→ **Exercise aim**
Give back exactly the lines of the data below, starting with the line that has "let mut arguments = Vec::new();" and going on through the line that has "let spec = &self.tree.node(*child_id).parameter;".

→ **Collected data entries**
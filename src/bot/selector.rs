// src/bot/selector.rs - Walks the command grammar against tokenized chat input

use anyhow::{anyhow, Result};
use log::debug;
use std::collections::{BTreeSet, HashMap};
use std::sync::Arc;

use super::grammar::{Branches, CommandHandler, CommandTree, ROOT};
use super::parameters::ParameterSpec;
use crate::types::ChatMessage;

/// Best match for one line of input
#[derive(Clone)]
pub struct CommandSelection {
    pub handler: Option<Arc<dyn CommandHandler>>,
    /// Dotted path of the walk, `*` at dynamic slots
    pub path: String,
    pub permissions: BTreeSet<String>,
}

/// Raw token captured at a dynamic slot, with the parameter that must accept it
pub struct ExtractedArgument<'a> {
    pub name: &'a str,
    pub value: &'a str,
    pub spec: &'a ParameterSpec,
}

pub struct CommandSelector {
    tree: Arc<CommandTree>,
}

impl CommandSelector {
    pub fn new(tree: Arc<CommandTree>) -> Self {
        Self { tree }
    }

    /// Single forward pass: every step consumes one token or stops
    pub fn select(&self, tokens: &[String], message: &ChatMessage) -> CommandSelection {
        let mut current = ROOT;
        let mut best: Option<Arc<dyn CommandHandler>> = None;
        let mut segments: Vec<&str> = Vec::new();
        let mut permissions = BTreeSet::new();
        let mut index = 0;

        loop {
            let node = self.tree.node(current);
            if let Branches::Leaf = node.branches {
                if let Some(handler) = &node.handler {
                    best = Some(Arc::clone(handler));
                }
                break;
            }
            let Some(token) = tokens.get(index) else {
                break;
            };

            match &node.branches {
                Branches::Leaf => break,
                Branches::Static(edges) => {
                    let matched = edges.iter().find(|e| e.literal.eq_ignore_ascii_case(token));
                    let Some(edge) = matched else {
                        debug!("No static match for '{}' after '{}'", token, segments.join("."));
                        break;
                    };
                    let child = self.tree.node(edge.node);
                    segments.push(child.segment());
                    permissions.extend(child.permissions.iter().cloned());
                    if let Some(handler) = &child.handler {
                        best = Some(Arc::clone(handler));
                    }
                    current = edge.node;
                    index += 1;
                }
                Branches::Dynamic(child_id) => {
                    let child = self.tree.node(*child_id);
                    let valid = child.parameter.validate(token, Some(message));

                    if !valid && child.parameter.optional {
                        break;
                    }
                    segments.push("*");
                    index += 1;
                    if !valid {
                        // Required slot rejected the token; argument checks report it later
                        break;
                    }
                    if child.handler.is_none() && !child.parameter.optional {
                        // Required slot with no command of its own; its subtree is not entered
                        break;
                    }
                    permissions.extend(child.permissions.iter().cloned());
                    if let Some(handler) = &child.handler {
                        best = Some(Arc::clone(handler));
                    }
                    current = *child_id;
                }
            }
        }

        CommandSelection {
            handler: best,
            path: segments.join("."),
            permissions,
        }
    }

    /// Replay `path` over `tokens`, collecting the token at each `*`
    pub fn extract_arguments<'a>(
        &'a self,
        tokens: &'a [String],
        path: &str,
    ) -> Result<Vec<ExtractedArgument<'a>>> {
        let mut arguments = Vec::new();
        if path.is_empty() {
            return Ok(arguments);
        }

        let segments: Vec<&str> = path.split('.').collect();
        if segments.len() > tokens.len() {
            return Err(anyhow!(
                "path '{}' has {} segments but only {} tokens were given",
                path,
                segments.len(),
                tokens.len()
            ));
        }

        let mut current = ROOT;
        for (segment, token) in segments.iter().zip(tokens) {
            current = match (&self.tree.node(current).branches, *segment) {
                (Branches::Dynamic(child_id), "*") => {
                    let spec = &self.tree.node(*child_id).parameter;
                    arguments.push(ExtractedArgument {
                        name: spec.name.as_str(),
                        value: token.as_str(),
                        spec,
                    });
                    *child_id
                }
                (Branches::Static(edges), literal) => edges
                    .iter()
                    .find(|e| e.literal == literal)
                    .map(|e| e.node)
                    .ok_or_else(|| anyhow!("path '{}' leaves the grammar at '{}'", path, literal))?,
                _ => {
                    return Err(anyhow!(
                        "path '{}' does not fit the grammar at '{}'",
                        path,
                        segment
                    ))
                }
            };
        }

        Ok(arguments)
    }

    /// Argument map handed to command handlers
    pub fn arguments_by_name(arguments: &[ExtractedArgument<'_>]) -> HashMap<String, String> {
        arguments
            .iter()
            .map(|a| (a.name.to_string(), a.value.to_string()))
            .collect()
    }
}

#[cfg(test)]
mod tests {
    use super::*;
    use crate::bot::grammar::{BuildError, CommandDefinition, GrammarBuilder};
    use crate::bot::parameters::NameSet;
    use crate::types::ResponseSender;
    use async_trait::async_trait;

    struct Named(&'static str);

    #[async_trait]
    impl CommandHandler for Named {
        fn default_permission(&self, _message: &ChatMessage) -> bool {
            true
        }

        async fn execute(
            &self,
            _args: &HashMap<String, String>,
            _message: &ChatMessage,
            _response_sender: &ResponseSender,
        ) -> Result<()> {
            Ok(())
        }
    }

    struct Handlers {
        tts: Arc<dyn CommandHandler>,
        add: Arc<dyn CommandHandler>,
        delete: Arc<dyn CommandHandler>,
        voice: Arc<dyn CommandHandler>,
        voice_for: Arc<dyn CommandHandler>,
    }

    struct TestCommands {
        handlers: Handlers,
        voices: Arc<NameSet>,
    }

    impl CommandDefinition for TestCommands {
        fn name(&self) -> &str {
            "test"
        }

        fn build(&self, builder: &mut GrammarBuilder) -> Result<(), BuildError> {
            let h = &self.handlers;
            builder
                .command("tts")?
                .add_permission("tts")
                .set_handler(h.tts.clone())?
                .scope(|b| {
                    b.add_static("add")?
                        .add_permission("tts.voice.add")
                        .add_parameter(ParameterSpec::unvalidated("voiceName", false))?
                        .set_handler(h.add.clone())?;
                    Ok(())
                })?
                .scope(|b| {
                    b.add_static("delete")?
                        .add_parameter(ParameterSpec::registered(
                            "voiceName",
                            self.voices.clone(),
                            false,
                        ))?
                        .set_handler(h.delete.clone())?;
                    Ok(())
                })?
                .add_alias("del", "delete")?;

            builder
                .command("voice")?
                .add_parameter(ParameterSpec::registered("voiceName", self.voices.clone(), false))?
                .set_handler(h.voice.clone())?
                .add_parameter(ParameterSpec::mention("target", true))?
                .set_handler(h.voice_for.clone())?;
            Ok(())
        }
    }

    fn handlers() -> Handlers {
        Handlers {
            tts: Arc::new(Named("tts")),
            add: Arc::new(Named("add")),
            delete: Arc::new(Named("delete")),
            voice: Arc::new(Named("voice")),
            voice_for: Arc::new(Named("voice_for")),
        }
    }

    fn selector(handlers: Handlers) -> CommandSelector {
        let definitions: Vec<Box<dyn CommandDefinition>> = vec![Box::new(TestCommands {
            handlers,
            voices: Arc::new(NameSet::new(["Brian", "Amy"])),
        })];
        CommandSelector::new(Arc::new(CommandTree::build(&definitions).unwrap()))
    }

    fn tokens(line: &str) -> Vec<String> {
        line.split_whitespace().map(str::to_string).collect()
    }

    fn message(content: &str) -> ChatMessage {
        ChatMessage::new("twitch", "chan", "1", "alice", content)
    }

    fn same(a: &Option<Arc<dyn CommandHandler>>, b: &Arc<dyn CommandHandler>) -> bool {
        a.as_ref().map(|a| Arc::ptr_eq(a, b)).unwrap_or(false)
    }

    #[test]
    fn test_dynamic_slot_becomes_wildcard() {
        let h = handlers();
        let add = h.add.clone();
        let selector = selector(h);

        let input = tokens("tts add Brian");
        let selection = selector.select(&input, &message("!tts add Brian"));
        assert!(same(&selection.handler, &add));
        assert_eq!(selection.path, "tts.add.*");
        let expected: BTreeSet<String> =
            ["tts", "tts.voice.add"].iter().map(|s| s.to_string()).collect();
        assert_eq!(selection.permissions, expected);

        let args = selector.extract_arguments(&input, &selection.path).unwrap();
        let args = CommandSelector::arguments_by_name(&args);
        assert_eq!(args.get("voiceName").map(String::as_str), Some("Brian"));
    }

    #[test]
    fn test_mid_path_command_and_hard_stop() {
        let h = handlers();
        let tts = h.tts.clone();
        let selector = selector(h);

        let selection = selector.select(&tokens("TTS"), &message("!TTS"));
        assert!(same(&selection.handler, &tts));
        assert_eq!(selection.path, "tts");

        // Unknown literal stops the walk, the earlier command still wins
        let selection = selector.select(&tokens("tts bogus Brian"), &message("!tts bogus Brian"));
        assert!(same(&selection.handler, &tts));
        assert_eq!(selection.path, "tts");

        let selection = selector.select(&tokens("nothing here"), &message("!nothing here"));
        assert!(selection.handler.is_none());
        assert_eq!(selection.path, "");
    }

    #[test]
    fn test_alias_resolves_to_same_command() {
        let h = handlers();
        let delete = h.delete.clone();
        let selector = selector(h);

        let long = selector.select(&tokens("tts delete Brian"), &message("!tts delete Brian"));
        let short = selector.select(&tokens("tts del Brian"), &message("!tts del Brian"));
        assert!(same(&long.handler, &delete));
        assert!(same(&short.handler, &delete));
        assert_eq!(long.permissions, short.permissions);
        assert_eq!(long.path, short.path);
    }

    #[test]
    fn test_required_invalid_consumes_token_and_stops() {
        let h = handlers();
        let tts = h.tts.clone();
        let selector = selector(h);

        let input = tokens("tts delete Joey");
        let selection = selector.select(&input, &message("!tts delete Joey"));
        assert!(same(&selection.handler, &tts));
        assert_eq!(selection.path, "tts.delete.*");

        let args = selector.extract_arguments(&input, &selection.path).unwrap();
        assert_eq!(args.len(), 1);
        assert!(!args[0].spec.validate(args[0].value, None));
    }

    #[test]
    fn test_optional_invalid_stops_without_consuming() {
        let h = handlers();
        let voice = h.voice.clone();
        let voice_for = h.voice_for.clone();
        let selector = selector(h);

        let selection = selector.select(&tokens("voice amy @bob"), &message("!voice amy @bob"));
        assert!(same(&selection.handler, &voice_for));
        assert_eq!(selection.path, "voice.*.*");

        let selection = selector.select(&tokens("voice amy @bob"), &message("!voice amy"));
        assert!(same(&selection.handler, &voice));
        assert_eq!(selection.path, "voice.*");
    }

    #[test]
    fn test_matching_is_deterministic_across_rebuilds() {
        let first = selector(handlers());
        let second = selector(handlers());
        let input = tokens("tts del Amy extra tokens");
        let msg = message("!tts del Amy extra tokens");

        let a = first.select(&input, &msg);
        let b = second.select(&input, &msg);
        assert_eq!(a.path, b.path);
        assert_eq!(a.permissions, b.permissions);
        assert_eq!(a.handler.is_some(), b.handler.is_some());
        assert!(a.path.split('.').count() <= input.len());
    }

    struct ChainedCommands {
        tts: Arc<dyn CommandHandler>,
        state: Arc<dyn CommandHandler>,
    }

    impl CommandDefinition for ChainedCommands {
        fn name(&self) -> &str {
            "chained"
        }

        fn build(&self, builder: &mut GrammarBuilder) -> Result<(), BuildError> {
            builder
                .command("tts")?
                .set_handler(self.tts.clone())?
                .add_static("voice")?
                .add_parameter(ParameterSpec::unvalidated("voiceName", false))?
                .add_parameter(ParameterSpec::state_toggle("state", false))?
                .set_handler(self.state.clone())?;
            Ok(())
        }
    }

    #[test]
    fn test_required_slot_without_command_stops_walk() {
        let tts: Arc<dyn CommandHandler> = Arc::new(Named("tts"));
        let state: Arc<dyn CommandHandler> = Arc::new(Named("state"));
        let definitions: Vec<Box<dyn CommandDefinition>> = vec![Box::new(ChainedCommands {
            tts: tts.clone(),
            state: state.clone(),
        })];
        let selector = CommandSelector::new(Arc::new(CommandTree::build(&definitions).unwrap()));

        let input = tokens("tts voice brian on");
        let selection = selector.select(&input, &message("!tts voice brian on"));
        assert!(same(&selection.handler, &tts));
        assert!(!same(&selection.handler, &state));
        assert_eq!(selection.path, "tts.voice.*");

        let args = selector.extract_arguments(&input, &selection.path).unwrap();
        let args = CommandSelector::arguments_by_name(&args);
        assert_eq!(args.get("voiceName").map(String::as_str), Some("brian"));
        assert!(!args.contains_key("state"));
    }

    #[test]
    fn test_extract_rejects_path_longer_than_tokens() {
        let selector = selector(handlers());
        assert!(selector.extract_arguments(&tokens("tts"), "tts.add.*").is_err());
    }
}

→ **Result**
        let mut arguments = Vec::new();
        if path.is_empty() {
            return Ok(arguments);
        }

        let segments: Vec<&str> = path.split('.').collect();
        if segments.len() > tokens.len() {
            return Err(anyhow!(
                "path '{}' has {} segments but only {} tokens were given",
                path,
                segments.len(),
                tokens.len()
            ));
        }

        let mut current = ROOT;
        for (segment, token) in segments.iter().zip(tokens) {
            current = match (&self.tree.node(current).branches, *segment) {
                (Branches::Dynamic(child_id), "*") => {
                    let spec = &self.tree.node(*child_id).parameter;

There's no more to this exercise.